Les kératoses actiniques (KA) sont des lésions prémalignes très répandues dans la population à peau claire. Aux États-Unis, la cryothérapie est généralement utilisée pour s’attaquer aux lésions individuelles. Il existe également d’autres méthodes d’ablation locale. Pour beaucoup, les taux de récurrence sont élevés et il y a peut-être un risque de cicatrisation.
Contexte
Les traitements qui ciblent des champs entiers de peau endommagée par le soleil sont possibles avec, par exemple, l’imiquimod, le fluorouracile, le diclofénac et la thérapie photodynamique. Les inconvénients de ces traitements topiques auto-applicables sont une longue durée de traitement et des réactions locales persistantes qui ont un impact négatif sur l’adhérence. Des études précliniques montrent que le mébutate d’ingénol peut y remédier. Il déclenche une mort cellulaire rapide et directe et provoque des réponses immunitaires, médiées par une activation spécifique de la protéine kinase C delta. Les présentes études visent à évaluer l’efficacité et la sécurité du gel de mébutate d’ingénol.
Objectif de l’étude
Étudier l’efficacité et la sécurité du mébutate d’ingénol par rapport à un placebo.
Critères d’inclusion
- Être âgé d’au moins 18 ans
- Quatre à huit kératoses actiniques cliniquement typiques, visibles et discrètes sur un champ continu de 25 cm2 sur le visage, le scalp, le tronc ou les extrémités.
- Les femmes en âge de procréer devaient utiliser des contraceptifs efficaces.
- Critères d’exclusion
- La zone cible du traitement est située à proximité (5 cm) d’une plaie incomplètement cicatrisée, ou à proximité (10 cm) d’un probable carcinome basocellulaire ou épidermoïde.
- Traitement antérieur par gel de mébutate d’ingénol
- La zone cible du traitement comprend les lésions hypertrophiques et hyperkératosiques, le cornu cutaneum ou les lésions qui n’ont pas répondu à une cryothérapie précédente répétée.

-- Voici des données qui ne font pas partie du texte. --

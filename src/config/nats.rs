//! NATS configuration

use serde::Deserialize;
use std::time::Duration;

use super::error::ValidationError;

/// NATS configuration
#[derive(Debug, Clone, Deserialize)]
pub struct NatsConfig {
    /// Server URLs (comma-separated)
    #[serde(default = "default_servers")]
    pub servers: String,

    /// Fixed cluster size. When unset, nodes are counted with a discovery
    /// ping on every cross-node request.
    pub nodes_number: Option<usize>,

    /// How long a discovery ping collects replies, in milliseconds
    #[serde(default = "default_discovery_timeout")]
    pub discovery_timeout_ms: u64,

    /// Connection timeout in milliseconds
    #[serde(default = "default_connect_timeout")]
    pub connect_timeout_ms: u64,
}

impl NatsConfig {
    pub fn server_list(&self) -> Vec<String> {
        self.servers
            .split(',')
            .map(|s| s.trim().to_string())
            .filter(|s| !s.is_empty())
            .collect()
    }

    pub fn discovery_timeout(&self) -> Duration {
        Duration::from_millis(self.discovery_timeout_ms)
    }

    pub fn connect_timeout(&self) -> Duration {
        Duration::from_millis(self.connect_timeout_ms)
    }

    /// Validate NATS configuration
    pub fn validate(&self) -> Result<(), ValidationError> {
        if self.server_list().is_empty() {
            return Err(ValidationError::InvalidNatsServers);
        }
        if self.nodes_number == Some(0) {
            return Err(ValidationError::InvalidNodesNumber);
        }
        if self.discovery_timeout_ms == 0 || self.connect_timeout_ms == 0 {
            return Err(ValidationError::InvalidTimeout);
        }
        Ok(())
    }
}

impl Default for NatsConfig {
    fn default() -> Self {
        Self {
            servers: default_servers(),
            nodes_number: None,
            discovery_timeout_ms: default_discovery_timeout(),
            connect_timeout_ms: default_connect_timeout(),
        }
    }
}

fn default_servers() -> String {
    "nats://127.0.0.1:4222".to_string()
}

fn default_discovery_timeout() -> u64 {
    200
}

fn default_connect_timeout() -> u64 {
    5_000
}

#[cfg(test)]
mod tests {
    use super::*;

    #[test]
    fn test_nats_config_defaults() {
        let config = NatsConfig::default();
        assert_eq!(config.discovery_timeout(), Duration::from_millis(200));
        assert_eq!(config.connect_timeout(), Duration::from_secs(5));
        assert!(config.nodes_number.is_none());
        assert!(config.validate().is_ok());
    }

    #[test]
    fn test_server_list_parsing() {
        let config = NatsConfig {
            servers: "nats://a:4222, nats://b:4222,".to_string(),
            ..Default::default()
        };
        assert_eq!(config.server_list(), vec!["nats://a:4222", "nats://b:4222"]);
    }

    #[test]
    fn test_validation_rejects_zero_nodes() {
        let config = NatsConfig {
            nodes_number: Some(0),
            ..Default::default()
        };
        assert!(matches!(
            config.validate(),
            Err(ValidationError::InvalidNodesNumber)
        ));
    }

    #[test]
    fn test_validation_rejects_empty_servers() {
        let config = NatsConfig {
            servers: " , ".to_string(),
            ..Default::default()
        };
        assert!(config.validate().is_err());
    }
}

- Prise récente de médicaments ou utilisation d’autres traitements susceptibles d’influencer l’évaluation de la zone cible, par ex. médicaments topiques, cytotoxiques ou immunosuppresseurs, bronzage artificiel, agents immunomodulateurs, photothérapie avec UVB, rétinoïdes oraux.
Conception de l’étude
Quatre études multicentriques, randomisées, en groupes parallèles, en double aveugle, contrôlées par un véhicule.
Groupes d’étude
- Pannel avec AK sur le visage ou le scalp : traitement auto-appliqué 1x/d pendant trois jours consécutifs avec du mébutate d’ingénol (0,015%) en gel ou du véhicule en gel (placebo) sur une surface de peau contiguë de 25 cm2. Au total, 547 patients y ont participé. 277 ont été randomisés dans le groupe ingenolmebutate, 270 dans le groupe placebo.
- Pannel avec AK sur le tronc ou les extrémités : traitement auto-administré 1×/d pendant deux jours consécutifs avec du mébutate d’ingénol (0,05%) en gel ou en gel véhicule (placebo) sur une surface de peau contiguë de 25 cm2. Au total, 458 patients y ont participé. 226 ont été randomisés dans le groupe ingenolmebutate, 232 dans le groupe placebo.
Méthodes de mesure
- Vérification de la sécurité aux jours 3 (groupe tronc/extrémités), 4 (groupe visage, scalp), 8, 15, 29 et 57.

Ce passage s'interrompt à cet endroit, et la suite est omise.